A recent survey led by a University of Michigan researcher showed that the public frowns on some elements of grateful patient fund-raising. Less than 15% of the general public surveyed for the study published last summer in the Journal of the American Medical Association (JAMA) said they found it acceptable for doctors to ask patients to donate if the patients hadn’t raised the issue first. Less than 10% said they thought it was acceptable for doctors to give patients’ names to the fund-raising office without their knowledge. And more than 80% said they thought doctors talking to patients about fund-raising could interfere with the doctor-patient relationship.

It’s one thing if a patient brings up wanting to make a donation and quite another if it’s the doctor raising the issue, Carrese said.

“Personally, I would only feel comfortable if it was initiated by the patient,” he said, in which case he would refer the patient to a development officer.

He acknowledged that some doctors are more comfortable playing an active role in fund-raising.

Carrese said hospital systems engaging in grateful patient referrals should accompany those efforts with an “institutional commitment to raise awareness and educate physicians, development officers and institutional leaders about ethical concerns and considerations involved. … If not, the worry is, for example, some number of physicians may stumble into ethical minefields without knowing it, damaging the doctor-patient relationship and the institutional-patient relationship.”

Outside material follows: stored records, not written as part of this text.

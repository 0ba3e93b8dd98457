//! End-to-end scenarios: one connection per role, wire bytes in
//! between, and the events that must come out on each side.

extern crate env_logger;
extern crate h1_proto;
#[macro_use] extern crate matches;

use h1_proto::{Connection, Data, EndOfMessage, Event, Headers,
               InformationalResponse, NextEvent, RemoteProtocolError,
               Request, Response, Role, State, Version};

fn init() {
    let _ = env_logger::init();
}

fn host_headers() -> Headers {
    Headers::from_pairs(vec![("Host", "example.com")]).unwrap()
}

/// Drain everything currently decodable. Stops on `NeedData`,
/// `Paused`, or after a `ConnectionClosed`.
fn pump(conn: &mut Connection) -> Vec<Event> {
    let mut events = Vec::new();
    loop {
        match conn.next_event().unwrap() {
            NextEvent::NeedData | NextEvent::Paused => return events,
            NextEvent::Event(Event::ConnectionClosed) => {
                events.push(Event::ConnectionClosed);
                return events;
            }
            NextEvent::Event(event) => events.push(event),
        }
    }
}

fn body_of(events: &[Event]) -> Vec<u8> {
    let mut body = Vec::new();
    for event in events {
        if let Event::Data(ref data) = *event {
            body.extend_from_slice(data.data.as_bytes().unwrap());
        }
    }
    body
}

#[test]
fn minimal_get_round_trip() {
    init();
    let mut client = Connection::new(Role::Client);
    let mut server = Connection::new(Role::Server);

    let request = Request::new("GET", "/", host_headers(),
        Version::Http11).unwrap();
    let mut wire = client.send(request.into()).unwrap().unwrap();
    wire.extend_from_slice(
        &client.send(EndOfMessage::default().into()).unwrap().unwrap());
    assert_eq!(&wire[..],
        &b"GET / HTTP/1.1\r\nHost: example.com\r\n\r\n"[..]);

    server.receive_data(&wire).unwrap();
    let events = pump(&mut server);
    assert_eq!(events.len(), 2);
    match events[0] {
        Event::Request(ref request) => {
            assert_eq!(request.method, b"GET");
            assert_eq!(request.target, b"/");
            assert_eq!(request.http_version, Version::Http11);
        }
        ref other => panic!("unexpected event: {:?}", other),
    }
    assert!(matches!(events[1], Event::EndOfMessage(_)));
    assert_eq!(server.their_http_version(), Some(Version::Http11));

    let response = Response::new(200, "",
        Headers::from_pairs(vec![("Content-Length", "5")]).unwrap(),
        Version::Http11).unwrap();
    let mut wire = server.send(response.into()).unwrap().unwrap();
    assert_eq!(&wire[..],
        &b"HTTP/1.1 200 \r\nContent-Length: 5\r\n\r\n"[..]);
    wire.extend_from_slice(
        &server.send(Data::new("hello").into()).unwrap().unwrap());
    wire.extend_from_slice(
        &server.send(EndOfMessage::default().into()).unwrap().unwrap());

    client.receive_data(&wire).unwrap();
    let events = pump(&mut client);
    assert_eq!(events.len(), 3);
    assert!(matches!(events[0], Event::Response(ref r)
        if r.status_code == 200));
    assert_eq!(body_of(&events), b"hello");
    assert!(matches!(events[2], Event::EndOfMessage(_)));

    assert_eq!(client.our_state(), State::Done);
    assert_eq!(client.their_state(), State::Done);
    assert_eq!(server.our_state(), State::Done);
    assert_eq!(server.their_state(), State::Done);
    client.start_next_cycle().unwrap();
    server.start_next_cycle().unwrap();
    assert_eq!(client.our_state(), State::Idle);
    assert_eq!(server.our_state(), State::Idle);
    // the peer's version survives the reset
    assert_eq!(server.their_http_version(), Some(Version::Http11));
}

#[test]
fn chunked_post_with_trailer() {
    init();
    let mut client = Connection::new(Role::Client);
    let mut server = Connection::new(Role::Server);

    let request = Request::new("POST", "/upload",
        Headers::from_pairs(vec![
            ("Host", "example.com"),
            ("Transfer-Encoding", "chunked"),
        ]).unwrap(),
        Version::Http11).unwrap();
    let head = client.send(request.into()).unwrap().unwrap();
    let mut body = client.send(Data::new("ab").into()).unwrap().unwrap();
    body.extend_from_slice(
        &client.send(Data::new("cde").into()).unwrap().unwrap());
    let trailers = EndOfMessage {
        headers: Headers::from_pairs(vec![("X-Trailer", "t")]).unwrap(),
    };
    body.extend_from_slice(
        &client.send(trailers.into()).unwrap().unwrap());
    assert_eq!(&body[..],
        &b"2\r\nab\r\n3\r\ncde\r\n0\r\nX-Trailer: t\r\n\r\n"[..]);

    server.receive_data(&head).unwrap();
    server.receive_data(&body).unwrap();
    let events = pump(&mut server);
    assert_eq!(events.len(), 4);
    match events[1] {
        Event::Data(ref data) => {
            assert_eq!(data.data.as_bytes(), Some(&b"ab"[..]));
            assert!(data.chunk_start && data.chunk_end);
        }
        ref other => panic!("unexpected event: {:?}", other),
    }
    match events[2] {
        Event::Data(ref data) => {
            assert_eq!(data.data.as_bytes(), Some(&b"cde"[..]));
            assert!(data.chunk_start && data.chunk_end);
        }
        ref other => panic!("unexpected event: {:?}", other),
    }
    match events[3] {
        Event::EndOfMessage(ref end) => {
            assert_eq!(end.headers.get_first(b"x-trailer"),
                       Some(&b"t"[..]));
        }
        ref other => panic!("unexpected event: {:?}", other),
    }
}

#[test]
fn split_feeding_is_equivalent() {
    init();
    // same transmit stream as chunked_post_with_trailer, fed one byte
    // at a time
    let wire: &[u8] = b"POST /upload HTTP/1.1\r\n\
        Host: example.com\r\n\
        Transfer-Encoding: chunked\r\n\r\n\
        2\r\nab\r\n3\r\ncde\r\n0\r\nX-Trailer: t\r\n\r\n";
    let mut server = Connection::new(Role::Server);
    let mut events = Vec::new();
    for byte in wire {
        server.receive_data(&[*byte]).unwrap();
        events.extend(pump(&mut server));
    }
    assert!(matches!(events[0], Event::Request(_)));
    assert_eq!(body_of(&events), b"abcde");
    // chunk flags still bracket each chunk exactly once
    let starts = events.iter().filter(|e| match **e {
        Event::Data(ref d) => d.chunk_start,
        _ => false,
    }).count();
    let ends = events.iter().filter(|e| match **e {
        Event::Data(ref d) => d.chunk_end,
        _ => false,
    }).count();
    assert_eq!(starts, 2);
    assert_eq!(ends, 2);
    assert!(matches!(*events.last().unwrap(), Event::EndOfMessage(_)));
}

#[test]
fn head_response_has_no_body() {
    init();
    let mut client = Connection::new(Role::Client);
    let mut server = Connection::new(Role::Server);

    let request = Request::new("HEAD", "/", host_headers(),
        Version::Http11).unwrap();
    let mut wire = client.send(request.into()).unwrap().unwrap();
    wire.extend_from_slice(
        &client.send(EndOfMessage::default().into()).unwrap().unwrap());
    server.receive_data(&wire).unwrap();
    pump(&mut server);

    let response = Response::new(200, "OK",
        Headers::from_pairs(vec![("Content-Length", "10")]).unwrap(),
        Version::Http11).unwrap();
    let mut wire = server.send(response.into()).unwrap().unwrap();
    // no body follows, but EndOfMessage is still required
    wire.extend_from_slice(
        &server.send(EndOfMessage::default().into()).unwrap().unwrap());
    assert_eq!(&wire[..],
        &b"HTTP/1.1 200 OK\r\nContent-Length: 10\r\n\r\n"[..]);

    client.receive_data(&wire).unwrap();
    let events = pump(&mut client);
    assert_eq!(events.len(), 2);
    assert!(matches!(events[0], Event::Response(_)));
    assert!(matches!(events[1], Event::EndOfMessage(_)));
    assert_eq!(client.our_state(), State::Done);
    assert_eq!(client.their_state(), State::Done);
}

#[test]
fn content_length_mismatch_at_eof() {
    init();
    let mut client = Connection::new(Role::Client);
    client.receive_data(
        b"HTTP/1.1 200 OK\r\nContent-Length: 5\r\n\r\nabc").unwrap();
    let events = pump(&mut client);
    assert!(matches!(events[0], Event::Response(_)));
    assert_eq!(body_of(&events), b"abc");
    // the peer gives up early
    client.receive_data(b"").unwrap();
    assert!(matches!(client.next_event(),
        Err(RemoteProtocolError::IncompleteMessage)));
    assert_eq!(client.their_state(), State::Error);
    assert!(matches!(client.next_event(),
        Err(RemoteProtocolError::ErrorState)));
}

#[test]
fn expect_100_continue() {
    init();
    let mut client = Connection::new(Role::Client);
    let mut server = Connection::new(Role::Server);

    let request = Request::new("PUT", "/big",
        Headers::from_pairs(vec![
            ("Host", "example.com"),
            ("Content-Length", "5"),
            ("Expect", "100-continue"),
        ]).unwrap(),
        Version::Http11).unwrap();
    let wire = client.send(request.into()).unwrap().unwrap();
    assert!(client.client_is_waiting_for_100_continue());

    server.receive_data(&wire).unwrap();
    pump(&mut server);
    assert!(server.they_are_waiting_for_100_continue());

    let go_ahead = InformationalResponse::new(100, "Continue",
        Headers::new(), Version::Http11).unwrap();
    let wire = server.send(go_ahead.into()).unwrap().unwrap();
    assert_eq!(&wire[..], &b"HTTP/1.1 100 Continue\r\n\r\n"[..]);
    assert!(!server.they_are_waiting_for_100_continue());

    client.receive_data(&wire).unwrap();
    pump(&mut client);
    assert!(!client.client_is_waiting_for_100_continue());

    // now the body may flow
    let mut wire = client.send(Data::new("hello").into())
        .unwrap().unwrap();
    wire.extend_from_slice(
        &client.send(EndOfMessage::default().into()).unwrap().unwrap());
    server.receive_data(&wire).unwrap();
    let events = pump(&mut server);
    assert_eq!(body_of(&events), b"hello");
}

#[test]
fn upgrade_handoff() {
    init();
    let mut client = Connection::new(Role::Client);
    let mut server = Connection::new(Role::Server);

    let request = Request::new("GET", "/chat",
        Headers::from_pairs(vec![
            ("Host", "example.com"),
            ("Upgrade", "websocket"),
            ("Connection", "upgrade"),
        ]).unwrap(),
        Version::Http11).unwrap();
    let mut wire = client.send(request.into()).unwrap().unwrap();
    wire.extend_from_slice(
        &client.send(EndOfMessage::default().into()).unwrap().unwrap());
    assert_eq!(client.our_state(), State::MightSwitchProtocol);

    server.receive_data(&wire).unwrap();
    let events = pump(&mut server);
    assert!(matches!(events[0], Event::Request(_)));
    assert!(matches!(events[1], Event::EndOfMessage(_)));
    assert_eq!(server.their_state(), State::MightSwitchProtocol);
    assert_eq!(server.next_event().unwrap(), NextEvent::Paused);

    let accept = InformationalResponse::new(101, "Switching Protocols",
        Headers::from_pairs(vec![("Upgrade", "websocket")]).unwrap(),
        Version::Http11).unwrap();
    let wire = server.send(accept.into()).unwrap().unwrap();
    assert_eq!(server.our_state(), State::SwitchedProtocol);
    assert_eq!(server.their_state(), State::SwitchedProtocol);

    client.receive_data(&wire).unwrap();
    let events = pump(&mut client);
    assert!(matches!(events[0], Event::InformationalResponse(ref r)
        if r.status_code == 101));
    assert_eq!(client.our_state(), State::SwitchedProtocol);
    assert_eq!(client.their_state(), State::SwitchedProtocol);

    // bytes after the switch are stored verbatim, never parsed
    client.receive_data(b"\x00\x01not-http").unwrap();
    assert_eq!(client.next_event().unwrap(), NextEvent::Paused);
    assert_eq!(client.next_event().unwrap(), NextEvent::Paused);
    let (trailing, eof) = client.trailing_data();
    assert_eq!(&trailing[..], &b"\x00\x01not-http"[..]);
    assert!(!eof);
}

#[test]
fn connect_handoff() {
    init();
    let mut client = Connection::new(Role::Client);
    let mut server = Connection::new(Role::Server);

    let request = Request::new("CONNECT", "example.com:443",
        host_headers(), Version::Http11).unwrap();
    let mut wire = client.send(request.into()).unwrap().unwrap();
    wire.extend_from_slice(
        &client.send(EndOfMessage::default().into()).unwrap().unwrap());
    server.receive_data(&wire).unwrap();
    pump(&mut server);

    let established = Response::new(200, "Connection Established",
        Headers::new(), Version::Http11).unwrap();
    let wire = server.send(established.into()).unwrap().unwrap();
    assert_eq!(server.our_state(), State::SwitchedProtocol);

    client.receive_data(&wire).unwrap();
    let events = pump(&mut client);
    assert!(matches!(events[0], Event::Response(ref r)
        if r.status_code == 200));
    assert_eq!(client.our_state(), State::SwitchedProtocol);
}

#[test]
fn upgrade_denied_resumes_normal_http() {
    init();
    let mut client = Connection::new(Role::Client);

    let request = Request::new("GET", "/chat",
        Headers::from_pairs(vec![
            ("Host", "example.com"),
            ("Upgrade", "websocket"),
        ]).unwrap(),
        Version::Http11).unwrap();
    client.send(request.into()).unwrap().unwrap();
    client.send(EndOfMessage::default().into()).unwrap();
    assert_eq!(client.our_state(), State::MightSwitchProtocol);

    client.receive_data(
        b"HTTP/1.1 200 OK\r\nContent-Length: 2\r\n\r\nno").unwrap();
    let events = pump(&mut client);
    assert_eq!(events.len(), 3);
    assert_eq!(client.our_state(), State::Done);
    assert_eq!(client.their_state(), State::Done);
    client.start_next_cycle().unwrap();
}

#[test]
fn read_until_close_response() {
    init();
    let mut client = Connection::new(Role::Client);
    client.receive_data(b"HTTP/1.1 200 OK\r\n\r\nsome ").unwrap();
    let mut events = pump(&mut client);
    client.receive_data(b"bytes").unwrap();
    events.extend(pump(&mut client));
    client.receive_data(b"").unwrap();
    events.extend(pump(&mut client));
    assert!(matches!(events[0], Event::Response(_)));
    assert_eq!(body_of(&events), b"some bytes");
    assert!(matches!(*events.last().unwrap(), Event::EndOfMessage(_)));
    assert_eq!(client.their_state(), State::Done);
}

#[test]
fn clean_close_from_idle() {
    init();
    let mut server = Connection::new(Role::Server);
    server.receive_data(b"").unwrap();
    let events = pump(&mut server);
    assert_eq!(events, vec![Event::ConnectionClosed]);
    assert_eq!(server.their_state(), State::Closed);
    assert_eq!(server.our_state(), State::MustClose);
    // the close event repeats forever
    let events = pump(&mut server);
    assert_eq!(events, vec![Event::ConnectionClosed]);
}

Hospital fund-raising officers routinely look for patients with financial means, according to a 2018 article in Academic Medicine, of which Carrese was coauthor. Such “wealth-screening” practices are done by 97% of health-care institutions, the article said.

“Despite its ubiquity, it is unlikely that many patients are aware of this practice, which raises ethical concerns about transparency and privacy,” the authors wrote.

The American Medical Association supports physicians’ involvement in fund-raising but says in its code of ethics that they should refrain from soliciting contributions from their own patients, especially during clinical appointments, and should protect patient privacy by not acknowledging a patient is under their care when approached by fund-raising personnel unless the patient has consented. They can help with fund-raising by making literature available in their office or speaking at fund-raising events, the code says.

Not all Jefferson doctors objected to referring patients and having it linked to a portion of a bonus. One doctor, who also requested anonymity, said a lot of patients are grateful for the high-quality care they receive and do want to help.

Pribitkin, the Jefferson executive who sent the email to physicians, said COVID-19 has shown the world that health-care workers are heroes and that more than ever, patients are grateful for the care they receive.

“We know that oftentimes appreciative patients and their families are inspired to give back as part of their journey to wellness — it is why we say `generosity heals,’” he wrote. “Identifying gratitude can lead to gifts that support the work we do to improve lives.”